Friday, June 27, 2008

Ice-Free North Pole in '08?

The chances are greater than 50% that there will be no ice at the North Pole this summer, according to this article in The Independent (see excerpt below):
Seasoned polar scientists believe the chances of a totally ice-free North Pole this summer are greater than 50:50 because the normally thick ice formed over many years at the Pole has been blown away and replaced by huge swathes of thinner ice formed over a single year.
This one-year ice is highly vulnerable to melting during the summer months and satellite data coming in over recent weeks shows that the rate of melting is faster than last year, when there was an all-time record loss of summer sea ice at the Arctic.
"The issue is that, for the first time that I am aware of, the North Pole is covered with extensive first-year ice – ice that formed last autumn and winter.
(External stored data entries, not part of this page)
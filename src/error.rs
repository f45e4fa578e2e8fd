use std::path::PathBuf;

use miette::Diagnostic;
use thiserror::Error;

#[derive(Debug, Error, Diagnostic)]
pub enum EtlError {
    #[error("Census API request failed: {0}")]
    CensusHttp(String),

    #[error("Census API returned status {status}: {message}")]
    CensusStatus { status: u16, message: String },

    #[error("malformed Census API response: {0}")]
    MalformedResponse(String),

    #[error("missing column: {0}")]
    MissingColumn(String),

    #[error("row {row} has {found} fields, expected {expected}")]
    RowArity {
        row: usize,
        expected: usize,
        found: usize,
    },

    #[error("NAME value does not split into tract; county; state: {0:?}")]
    NameSplit(String),

    #[error("csv error: {0}")]
    Csv(String),

    #[error("database error: {0}")]
    Database(String),

    #[error("filesystem error: {0}")]
    Filesystem(String),

    #[error("failed to read config file at {0}")]
    ConfigRead(PathBuf),

    #[error("failed to parse JSON config: {0}")]
    ConfigParse(String),
}

impl EtlError {
    /// Process exit status for a fatal error.
    pub fn exit_code(&self) -> u8 {
        match self {
            EtlError::CensusHttp(_)
            | EtlError::CensusStatus { .. }
            | EtlError::MalformedResponse(_) => 3,
            EtlError::Database(_) => 4,
            _ => 1,
        }
    }
}
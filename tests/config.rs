use std::fs;

use assert_matches::assert_matches;

use census_tract_etl::config::{Config, ConfigLoader, Settings};
use census_tract_etl::error::EtlError;

#[test]
fn partial_config_keeps_other_defaults() {
    let config: Config =
        serde_json::from_str(r#"{"output_dir": "/tmp/census", "write_intermediate": false}"#)
            .unwrap();
    let settings = ConfigLoader::resolve_config(config);
    assert_eq!(settings.output_dir, "/tmp/census");
    assert!(!settings.write_intermediate);
    assert_eq!(settings.merged_file, Settings::default().merged_file);
    assert_eq!(settings.database_file, "climate_database.db");
}

#[test]
fn resolves_explicit_file() {
    let temp = tempfile::tempdir().unwrap();
    let path = temp.path().join("settings.json");
    fs::write(&path, r#"{"merged_file": "tracts.csv", "database_file": "tracts.db"}"#).unwrap();

    let settings = ConfigLoader::resolve(path.to_str()).unwrap();
    assert_eq!(settings.merged_file, "tracts.csv");
    assert_eq!(settings.database_file, "tracts.db");
    assert_eq!(settings.output_dir, "output_data");
}

#[test]
fn missing_explicit_file_is_an_error() {
    let temp = tempfile::tempdir().unwrap();
    let path = temp.path().join("absent.json");
    let err = ConfigLoader::resolve(path.to_str()).unwrap_err();
    assert_matches!(err, EtlError::ConfigRead(_));
}

#[test]
fn invalid_json_is_an_error() {
    let temp = tempfile::tempdir().unwrap();
    let path = temp.path().join("broken.json");
    fs::write(&path, "{ output_dir: ").unwrap();
    let err = ConfigLoader::resolve(path.to_str()).unwrap_err();
    assert_matches!(err, EtlError::ConfigParse(_));
}
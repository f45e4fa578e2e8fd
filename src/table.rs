use crate::error::EtlError;

/// Column-named rows of optional string cells. `None` marks a value that is
/// absent, e.g. the unmatched side of an outer join.
#[derive(Debug, Clone, Default, PartialEq, Eq)]
pub struct Table {
    columns: Vec<String>,
    rows: Vec<Vec<Option<String>>>,
}

impl Table {
    pub fn new(columns: Vec<String>) -> Self {
        Self {
            columns,
            rows: Vec::new(),
        }
    }

    /// Builds a table from fully populated string rows, checking each row's
    /// arity against the header.
    pub fn from_strings(columns: Vec<String>, rows: Vec<Vec<String>>) -> Result<Self, EtlError> {
        let mut table = Self::new(columns);
        for row in rows {
            table.push_row(row.into_iter().map(Some).collect())?;
        }
        Ok(table)
    }

    pub fn columns(&self) -> &[String] {
        &self.columns
    }

    pub fn rows(&self) -> &[Vec<Option<String>>] {
        &self.rows
    }

    pub fn len(&self) -> usize {
        self.rows.len()
    }

    pub fn is_empty(&self) -> bool {
        self.rows.is_empty()
    }

    pub fn column_index(&self, name: &str) -> Option<usize> {
        self.columns.iter().position(|column| column == name)
    }

    pub fn require_column(&self, name: &str) -> Result<usize, EtlError> {
        self.column_index(name)
            .ok_or_else(|| EtlError::MissingColumn(name.to_string()))
    }

    pub fn push_row(&mut self, row: Vec<Option<String>>) -> Result<(), EtlError> {
        if row.len() != self.columns.len() {
            return Err(EtlError::RowArity {
                row: self.rows.len() + 1,
                expected: self.columns.len(),
                found: row.len(),
            });
        }
        self.rows.push(row);
        Ok(())
    }

    /// Cell value by row and column name.
    pub fn value(&self, row: usize, column: &str) -> Option<&str> {
        let index = self.column_index(column)?;
        self.rows.get(row)?.get(index)?.as_deref()
    }

    pub fn rename_column(&mut self, index: usize, name: impl Into<String>) {
        if let Some(column) = self.columns.get_mut(index) {
            *column = name.into();
        }
    }

    pub fn push_column(&mut self, name: impl Into<String>, values: Vec<Option<String>>) {
        debug_assert_eq!(values.len(), self.rows.len());
        self.columns.push(name.into());
        for (row, value) in self.rows.iter_mut().zip(values) {
            row.push(value);
        }
    }

    pub fn drop_column(&mut self, index: usize) {
        if index >= self.columns.len() {
            return;
        }
        self.columns.remove(index);
        for row in &mut self.rows {
            row.remove(index);
        }
    }

    /// Reorders columns to `leading` followed by every other column in its
    /// current order. Leading names that do not exist are errors.
    pub fn reorder_leading(&mut self, leading: &[&str]) -> Result<(), EtlError> {
        let mut order = Vec::with_capacity(self.columns.len());
        for name in leading {
            order.push(self.require_column(name)?);
        }
        for (index, column) in self.columns.iter().enumerate() {
            if !leading.contains(&column.as_str()) {
                order.push(index);
            }
        }
        self.columns = order.iter().map(|&i| self.columns[i].clone()).collect();
        for row in &mut self.rows {
            *row = order.iter().map(|&i| row[i].take()).collect();
        }
        Ok(())
    }

    /// Stacks tables vertically, aligning cells by column name. Columns are
    /// the union in first-seen order; cells a table lacks become `None`.
    pub fn concat(tables: Vec<Table>) -> Table {
        let mut columns: Vec<String> = Vec::new();
        for table in &tables {
            for column in &table.columns {
                if !columns.contains(column) {
                    columns.push(column.clone());
                }
            }
        }

        let mut rows = Vec::new();
        for table in tables {
            let mapping: Vec<Option<usize>> = columns
                .iter()
                .map(|column| table.column_index(column))
                .collect();
            for mut row in table.rows {
                rows.push(
                    mapping
                        .iter()
                        .map(|index| index.and_then(|i| row[i].take()))
                        .collect(),
                );
            }
        }

        Table { columns, rows }
    }
}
I'd say it's even-odds whether the North Pole melts out," said Dr Serreze.
Each summer the sea ice melts before reforming again during the long Arctic winter but the loss of sea ice last year was so extensive that much of the Arctic Ocean became open water, with the water-ice boundary coming just 700 miles away from the North Pole.

Interfaith Power and Light is a religious response to global warming with chapters in 26 states and Greater Washington, D.C. Find a link to your local chapter at http://www.theregenerationproject.org/State.Check out the National IPL Blog.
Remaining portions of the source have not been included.